Segundo Joaquim Sampaio Cabral, coordenador do projecto, citado pelo jornal Expresso, “essas células mesenquimatosas podem ser isoladas a partir de vários tecidos do corpo humano mas, no caso presente, foram obtidas da medula óssea. São células que vão ajudar o sistema imunológico do paciente a responder relativamente a um determinado tipo de patologia, chamada doença contra o hospedeiro.” Irá competir, depois, aos investigadores do Instituto de Biotecnologia e Bioengenharia, do Instituto Superior Técnico, descobrir a melhor maneira de multiplicar as células, assim como ao Centro Lusotransplante de Lisboa fazer que se alcance rapidamente o número a partir do qual se poderá salvar vidas.
Todos estes esforços e precauções em matéria de investigação devem colocar-nos de sobreaviso perante as curas milagrosas prometidas por certas clínicas na internet, quase sempre ineficazes e bastante perigosas. Doentes desesperados viajam até à China, à Ìndia ou a outros países em busca do chamado “turismo das células estaminais”. A revista Science denunciou, recentemente, que algumas empresas japonesas anunciam técnicas com células estaminais para combater a diabetes, a doença de Alzheimer ou lesões na coluna vertebral. Por sua vez, há centros na Alemanha que se oferecem para curar problemas que vão da disfunção eréctil à esclerose lateral amiotrófica. Por outro lado, uma clínica da Costa Rica foi fechada pelas autoridades, em Junho passado, por ter enganado muitos norte-americanos, os quais chegavam a pagar 30 mil dólares por um tratamento celular fictício.
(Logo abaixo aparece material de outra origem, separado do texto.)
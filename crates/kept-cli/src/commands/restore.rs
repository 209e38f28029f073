use std::io::Write;

use kept_core::backend::NoteBackend;
use kept_core::NoteService;

use crate::commands::common::resolve_trashed_note;
use crate::error::CliError;

pub async fn run_restore<B: NoteBackend>(
    service: &NoteService<B>,
    id: &str,
    out: &mut impl Write,
) -> Result<(), CliError> {
    let note = resolve_trashed_note(id, service).await?;

    let restored = service.restore(&note.id).await?;
    writeln!(out, "{}", restored.id)?;
    Ok(())
}
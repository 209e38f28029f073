//! Data models for Kept

mod color;
mod note;

pub use color::NoteColor;
pub use note::{Note, NoteDraft, NoteId, NotePatch};
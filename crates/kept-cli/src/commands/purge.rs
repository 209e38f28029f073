use std::io::Write;

use kept_core::backend::NoteBackend;
use kept_core::NoteService;

use crate::commands::common::resolve_trashed_note;
use crate::error::CliError;

/// Permanently delete one trashed note.
pub async fn run_purge<B: NoteBackend>(
    service: &NoteService<B>,
    id: &str,
    out: &mut impl Write,
) -> Result<(), CliError> {
    let note = resolve_trashed_note(id, service).await?;

    service.purge(&note.id).await?;
    writeln!(out, "{}", note.id)?;
    Ok(())
}

/// Permanently delete everything past the retention window.
pub async fn run_purge_expired<B: NoteBackend>(
    service: &NoteService<B>,
    out: &mut impl Write,
) -> Result<(), CliError> {
    let purged = service.purge_expired().await?;

    for id in &purged {
        writeln!(out, "{id}")?;
    }
    tracing::info!("Purged {} expired notes", purged.len());
    Ok(())
}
Por muito inovadoras que as técnicas pareçam ser, a arte de enganar o próximo é ancestral e há quem não tenha escrúpulos em prometer a cura para a leucemia ou mesmo o síndroma de Down. Desconfie dos génios e das genialidades: a ciência avança cautelosamente por um terreno muito promissor mas que ainda está longe de constituir a panaceia para todos os males.